Regions relax to virial equilibrium within several million years.

Velocity dispersion appears supervirial compared to virial estimates.

Early velocity dispersion measurements can reveal initial virial conditions.

Abstract

We follow the dynamical evolution of young star-forming regions with a wide range of initial conditions and examine how the radial velocity dispersion, $\sigma$, evolves over time. We compare this velocity dispersion to the theoretically expected value for the velocity dispersion if a region were in virial equilibrium, $\sigma_{\rm vir}$ and thus assess the virial state ($\sigma / \sigma_{\rm vir}$) of these systems. We find that in regions that are initially subvirial, or in global virial equilibrium but subvirial on local scales, the system relaxes to virial equilibrium within several million years, or roughly 25 - 50 crossing times, according to the measured virial ratio.

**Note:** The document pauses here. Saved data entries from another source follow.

//! File-backed soul service.
//!
//! Souls are Markdown files with optional YAML frontmatter, read from a
//! system directory (shipped with the application) and a user directory.
//! Missing directories are skipped; unreadable files are warned and skipped.

use std::path::{Path, PathBuf};

use tracing::{info, warn};

use crate::frontmatter;

use super::types::SoulProfile;

/// Source of souls for crew resolution.
pub trait SoulProvider: Send + Sync {
    /// Flat list of every known soul.
    fn get_all_souls(&self) -> Vec<SoulProfile>;
}

impl SoulProvider for Vec<SoulProfile> {
    fn get_all_souls(&self) -> Vec<SoulProfile> {
        self.clone()
    }
}

/// In-memory soul catalog with CRUD operations.
#[derive(Debug, Default)]
pub struct SoulService {
    system_dir: Option<PathBuf>,
    user_dir: Option<PathBuf>,
    souls: Vec<SoulProfile>,
}

impl SoulService {
    /// Empty service.
    pub fn new() -> Self {
        Self::default()
    }

    /// Load souls from the system directory, then the user directory.
    pub fn load(system_dir: impl Into<PathBuf>, user_dir: Option<PathBuf>) -> Self {
        let mut service = Self {
            system_dir: Some(system_dir.into()),
            user_dir,
            souls: Vec::new(),
        };
        service.reload();
        service
    }

    /// System soul directory, if configured.
    pub fn system_dir(&self) -> Option<&Path> {
        self.system_dir.as_deref()
    }

    /// User soul directory, if configured.
    pub fn user_dir(&self) -> Option<&Path> {
        self.user_dir.as_deref()
    }

    /// Drop in-memory souls and re-read both directories.
    pub fn reload(&mut self) {
        self.souls.clear();
        let dirs: Vec<PathBuf> = self
            .system_dir
            .iter()
            .chain(self.user_dir.iter())
            .cloned()
            .collect();
        for dir in dirs {
            let loaded = load_dir(&dir);
            self.souls.extend(loaded);
        }
        info!(count = self.souls.len(), "Souls loaded");
    }

    /// Find a soul by exact name.
    pub fn get_soul_by_name(&self, name: &str) -> Option<&SoulProfile> {
        self.souls.iter().find(|s| s.name == name)
    }

    /// Add a soul. Returns `false` if one with the same name exists.
    pub fn add_soul(&mut self, soul: SoulProfile) -> bool {
        if self.get_soul_by_name(&soul.name).is_some() {
            return false;
        }
        self.souls.push(soul);
        true
    }

    /// Replace the soul called `name`. Returns `false` if absent.
    pub fn update_soul(&mut self, name: &str, soul: SoulProfile) -> bool {
        match self.souls.iter_mut().find(|s| s.name == name) {
            Some(slot) => {
                *slot = soul;
                true
            }
            None => false,
        }
    }

    /// Remove the soul called `name`. Returns `false` if absent.
    pub fn delete_soul(&mut self, name: &str) -> bool {
        match self.souls.iter().position(|s| s.name == name) {
            Some(idx) => {
                self.souls.remove(idx);
                true
            }
            None => false,
        }
    }

    /// Souls that list `skill` among their skills.
    pub fn search_souls_by_skill(&self, skill: &str) -> Vec<&SoulProfile> {
        self.souls
            .iter()
            .filter(|s| s.skills.iter().any(|k| k == skill))
            .collect()
    }

    /// Loaded souls, system directory first.
    pub fn iter(&self) -> impl Iterator<Item = &SoulProfile> {
        self.souls.iter()
    }

    /// Number of loaded souls.
    pub fn len(&self) -> usize {
        self.souls.len()
    }

    /// Whether no souls are loaded.
    pub fn is_empty(&self) -> bool {
        self.souls.is_empty()
    }
}

impl SoulProvider for SoulService {
    fn get_all_souls(&self) -> Vec<SoulProfile> {
        self.souls.clone()
    }
}

fn load_dir(dir: &Path) -> Vec<SoulProfile> {
    frontmatter::list_markdown(dir)
        .into_iter()
        .filter_map(|path| match frontmatter::read(&path) {
            Ok(doc) => Some(SoulProfile::from_document(&path, doc)),
            Err(e) => {
                warn!(path = %path.display(), error = %e, "Skipping unreadable soul file");
                None
            }
        })
        .collect()
}
//! `crew.toml` loading through the binary: validation, `config show`,
//! `config init`, `FILMETO_*` overrides and `~` expansion.

mod common;

use std::fs;
use std::path::{Path, PathBuf};

use assert_cmd::assert::Assert;
use assert_cmd::Command;
use filmeto_crew::config::{CrewConfig, ImportanceMode};
use predicates::str::contains;
use tempfile::TempDir;

/// A scratch `crew.toml` in its own temp dir
struct ConfigFixture {
    _dir: TempDir,
    file: PathBuf,
}

impl ConfigFixture {
    fn with(content: &str) -> Self {
        let dir = TempDir::new().unwrap();
        let file = dir.path().join("crew.toml");
        fs::write(&file, content).unwrap();
        Self { _dir: dir, file }
    }

    fn path(&self) -> &Path {
        &self.file
    }
}

fn config_cmd(action: &str) -> Command {
    let mut cmd = Command::cargo_bin("filmeto-crew").unwrap();
    cmd.args(["config", action]);
    cmd
}

fn validate(path: &Path) -> Assert {
    config_cmd("validate").arg("--config").arg(path).assert()
}

fn show(path: &Path) -> Assert {
    config_cmd("show").arg("--config").arg(path).assert()
}

// ─────────────────────────────────────────────────────────────────
// Validation
// ─────────────────────────────────────────────────────────────────

#[test]
fn test_minimal_config() {
    let fixture = ConfigFixture::with("[crew]\n");
    validate(fixture.path())
        .success()
        .stdout(contains("Configuration is valid"));
}

#[test]
fn test_valid_fixture() {
    validate(&common::valid_config_fixture()).success();
}

#[test]
fn test_fixture_parses() {
    let config = CrewConfig::from_file(&common::valid_config_fixture()).unwrap();
    assert_eq!(config.crew.system_dir, "/opt/filmeto/agent/crew/system");
    assert_eq!(config.crew.language, "zh_CN");
    assert_eq!(config.crew.importance, ImportanceMode::Dynamic);
    assert_eq!(config.souls.system_dir, "/opt/filmeto/agent/soul/system");
    assert_eq!(config.logging.level, "debug");
    assert!(!config.logging.json_format);
}

#[test]
fn test_invalid_fixture_names_bad_level() {
    validate(&common::invalid_config_fixture())
        .failure()
        .stderr(contains("loud"));
}

#[test]
fn test_rejected_configs() {
    let cases = [
        "[crew]\nlanguage = \"\"\n",
        "[crew]\nimportance = \"alphabetical\"\n",
        "[crew\nsystem_dir = \"/x\"\n",
    ];
    for content in cases {
        let fixture = ConfigFixture::with(content);
        validate(fixture.path()).failure();
    }
}

// ─────────────────────────────────────────────────────────────────
// config show
// ─────────────────────────────────────────────────────────────────

#[test]
fn test_config_show_custom() {
    let fixture = ConfigFixture::with(
        r#"
[crew]
system_dir = "/srv/crew/templates"
language = "zh_CN"

[souls]
system_dir = "/srv/crew/souls"
"#,
    );

    show(fixture.path())
        .success()
        .stdout(contains("/srv/crew/templates"))
        .stdout(contains("zh_CN"))
        .stdout(contains("/srv/crew/souls"));
}

#[test]
fn test_tilde_expansion() {
    let fixture = ConfigFixture::with("[crew]\nsystem_dir = \"~/filmeto/crew\"\n\n[souls]\nsystem_dir = \"~/filmeto/souls\"\n");

    let output = show(fixture.path()).success();
    let stdout = String::from_utf8_lossy(&output.get_output().stdout).into_owned();
    assert!(!stdout.contains("system_dir = \"~"));
}

// ─────────────────────────────────────────────────────────────────
// config init
// ─────────────────────────────────────────────────────────────────

#[test]
fn test_config_init_writes_valid_file() {
    let dir = TempDir::new().unwrap();
    let target = dir.path().join("nested").join("crew.toml");

    config_cmd("init")
        .arg("--path")
        .arg(&target)
        .assert()
        .success()
        .stdout(contains("Configuration file created"));

    assert!(target.is_file());
    validate(&target).success();
}

#[test]
fn test_config_init_keeps_existing_without_force() {
    let fixture = ConfigFixture::with("[crew]\nlanguage = \"old\"\n");

    config_cmd("init")
        .arg("--path")
        .arg(fixture.path())
        .assert()
        .failure()
        .stderr(contains("already exists"));
    assert!(fs::read_to_string(fixture.path()).unwrap().contains("\"old\""));

    config_cmd("init")
        .arg("--path")
        .arg(fixture.path())
        .arg("--force")
        .assert()
        .success();
    assert!(!fs::read_to_string(fixture.path()).unwrap().contains("\"old\""));
}

// ─────────────────────────────────────────────────────────────────
// Environment overrides
// ─────────────────────────────────────────────────────────────────

#[test]
fn test_env_beats_file() {
    let fixture = ConfigFixture::with("[crew]\nlanguage = \"en_US\"\n");

    config_cmd("show")
        .arg("--config")
        .arg(fixture.path())
        .env("FILMETO_LANGUAGE", "ja_JP")
        .assert()
        .success()
        .stdout(contains("ja_JP"));
}

#[test]
fn test_env_override_importance() {
    let fixture = ConfigFixture::with("[crew]\n");

    config_cmd("show")
        .arg("--config")
        .arg(fixture.path())
        .env("FILMETO_IMPORTANCE", "dynamic")
        .env("FILMETO_CREW_SYSTEM_DIR", "/env/templates")
        .assert()
        .success()
        .stdout(contains("dynamic"))
        .stdout(contains("/env/templates"));
}

#[test]
fn test_config_path_from_env() {
    let fixture = ConfigFixture::with("[crew]\nsystem_dir = \"/from/env/path\"\n");

    config_cmd("show")
        .env("FILMETO_CONFIG", fixture.path())
        .assert()
        .success()
        .stdout(contains("/from/env/path"));
}
//! Filmeto Crew - crew member and soul resolution
//!
//! Entry point for the `filmeto-crew` binary.

use clap::Parser;
use tracing::{debug, info};

use filmeto_crew::cli::{Cli, Commands, ConfigSubcommand};
use filmeto_crew::config::{self, CrewConfig, ImportanceMode};
use filmeto_crew::crew::{CrewService, ImportanceOrder, ProjectCrewMember, TitleCatalog};
use filmeto_crew::error::{Error, Result};
use filmeto_crew::logging;
use filmeto_crew::soul::{SoulProfile, SoulService};
use filmeto_crew::version;

fn main() {
    // Parse CLI arguments first (before logging, so we know verbosity)
    let cli = Cli::parse();

    if let Err(e) = run(cli) {
        eprint!("{}", e.format_for_terminal());
        std::process::exit(e.exit_code());
    }
}

fn run(cli: Cli) -> Result<()> {
    // Commands that don't need the crew service
    match &cli.command {
        Commands::Version => {
            version::print_version();
            return Ok(());
        }
        Commands::Config { subcommand } => {
            logging::init_simple(tracing::Level::WARN)?;
            return handle_config_command(subcommand.clone(), cli.config.as_deref());
        }
        _ => {}
    }

    let config = CrewConfig::load(cli.config.as_deref())?;

    // The guards must be kept alive for the lifetime of the program
    let _log_guards = logging::init_logging(&config.logging, cli.verbose, cli.quiet)?;

    let build = version::build_info();
    debug!(version = %build.full_version(), "Starting filmeto-crew");
    info!(
        templates = %config.crew.system_dir,
        language = %config.crew.language,
        importance = %config.crew.importance,
        "Configuration loaded"
    );

    match cli.command {
        Commands::Init { project } => {
            let service = CrewService::from_config(&config);
            let written = service.initialize(&project)?;
            if written.is_empty() {
                println!("Crew already initialized: {}", project.display());
            }
            for path in written {
                println!("created {}", path.display());
            }
        }
        Commands::List { project, dynamic, json } => {
            let service = CrewService::from_config(&config);
            let members = if dynamic {
                service.list_sorted_with(&project, &service.titles().importance_order(true))?
            } else {
                service.list_display_order(&project)?
            };
            print_members(&service, &members, json)?;
        }
        Commands::Show { project, name, json } => {
            let service = CrewService::from_config(&config);
            let member = service
                .get_crew_member(&project, &name)?
                .ok_or_else(|| Error::MemberNotFound {
                    name: name.clone(),
                    project: project.display().to_string(),
                })?;
            print_member(&service, &member, json)?;
        }
        Commands::Titles { language, dynamic } => {
            let language = language.unwrap_or_else(|| config.crew.language.clone());
            let catalog = TitleCatalog::new(config.crew_system_dir(), language);
            let dynamic = dynamic || config.crew.importance == ImportanceMode::Dynamic;
            print_titles(&catalog, &catalog.importance_order(dynamic));
        }
        Commands::Souls { skill, name } => {
            let souls = SoulService::load(config.soul_system_dir(), config.soul_user_dir());
            if let Some(name) = name {
                let soul = souls
                    .get_soul_by_name(&name)
                    .ok_or(Error::SoulNotFound { name })?;
                print_soul(soul);
                return Ok(());
            }
            let listed: Vec<&SoulProfile> = match skill.as_deref() {
                Some(skill) => souls.search_souls_by_skill(skill),
                None => souls.iter().collect(),
            };
            print_souls(&listed);
        }
        Commands::Version | Commands::Config { .. } => {
            // Already handled above
            unreachable!();
        }
    }

    Ok(())
}

fn print_members(service: &CrewService, members: &[ProjectCrewMember], json: bool) -> Result<()> {
    if json {
        let summaries: Vec<_> = members.iter().map(ProjectCrewMember::summary).collect();
        println!("{}", serde_json::to_string_pretty(&summaries)?);
        return Ok(());
    }

    if members.is_empty() {
        println!("No crew members.");
        return Ok(());
    }

    let language = service.titles().language();
    println!("{:<24} {:<20} {:<24} {}", "NAME", "TITLE", "SOUL", "MODEL");
    for member in members {
        println!(
            "{:<24} {:<20} {:<24} {}",
            member.name,
            service.titles().display_name(&member.role_id(), language),
            member.soul.as_deref().unwrap_or("-"),
            member.model,
        );
    }
    Ok(())
}

fn print_member(service: &CrewService, member: &ProjectCrewMember, json: bool) -> Result<()> {
    if json {
        println!("{}", serde_json::to_string_pretty(&member.summary())?);
        return Ok(());
    }

    let titles = service.titles();
    println!("{} {}", member.icon, member.name);
    println!("  Title:       {}", titles.display_name(&member.role_id(), titles.language()));
    println!("  Soul:        {}", member.soul.as_deref().unwrap_or("-"));
    println!("  Description: {}", member.description);
    println!("  Skills:      {}", member.skills.join(", "));
    println!("  Model:       {} (temperature {}, max steps {})", member.model, member.temperature, member.max_steps);
    println!("  Color:       {}", member.color);
    println!("  File:        {}", member.config_path.display());
    if !member.prompt.is_empty() {
        println!();
        println!("{}", member.prompt);
    }
    Ok(())
}

fn print_titles(catalog: &TitleCatalog, order: &ImportanceOrder) {
    for id in order.ids() {
        println!(
            "{:>2}  {:<20} {}",
            order.rank(&id),
            id,
            catalog.display_name(&id, catalog.language())
        );
    }
}

fn print_souls(souls: &[&SoulProfile]) {
    if souls.is_empty() {
        println!("No souls found.");
        return;
    }
    for soul in souls {
        if soul.skills.is_empty() {
            println!("{}", soul.name);
        } else {
            println!("{}  [{}]", soul.name, soul.skills.join(", "));
        }
    }
}

fn print_soul(soul: &SoulProfile) {
    println!("{}", soul.name);
    println!("  Crew title: {}", soul.crew_title().as_deref().unwrap_or("-"));
    println!("  Skills:     {}", soul.skills.join(", "));
    if let Some(path) = &soul.description_file {
        println!("  File:       {}", path.display());
    }
    if !soul.knowledge.is_empty() {
        println!();
        println!("{}", soul.knowledge);
    }
}

/// Handle config subcommands
fn handle_config_command(subcommand: ConfigSubcommand, config_path: Option<&str>) -> Result<()> {
    match subcommand {
        ConfigSubcommand::Show => {
            let cfg = CrewConfig::load(config_path)?;
            println!("{}", toml::to_string_pretty(&cfg)?);
        }
        ConfigSubcommand::Init { path, force } => {
            let written = config::init_config(path.as_deref(), force)?;
            println!("Configuration file created: {}", written.display());
        }
        ConfigSubcommand::Validate => {
            CrewConfig::load(config_path)?;
            println!("Configuration is valid.");
        }
    }

    Ok(())
}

However, the measured velocity dispersion, $\sigma$, appears to be a bad diagnostic of the current virial state of these systems as it suggests that they become supervirial when compared to the velocity dispersion estimated from the virial mass, $\sigma_{\rm vir}$. We suggest that this discrepancy is caused by the fact that the regions are never fully relaxed, and that the early non-equilibrium evolution is imprinted in the one-dimensional velocity dispersion at these early epochs. If measured early enough ($<$2 Myr in our simulations, or $\sim$20 crossing times), the velocity dispersion can be used to determine whether a region was highly supervirial at birth without the risk of degeneracy. We show that combining $\sigma$, or the ratio of $\sigma$ to the interquartile range (IQR) dispersion, with measures of spatial structure, places stronger constraints on the dynamical history of a region than using the velocity dispersion in isolation.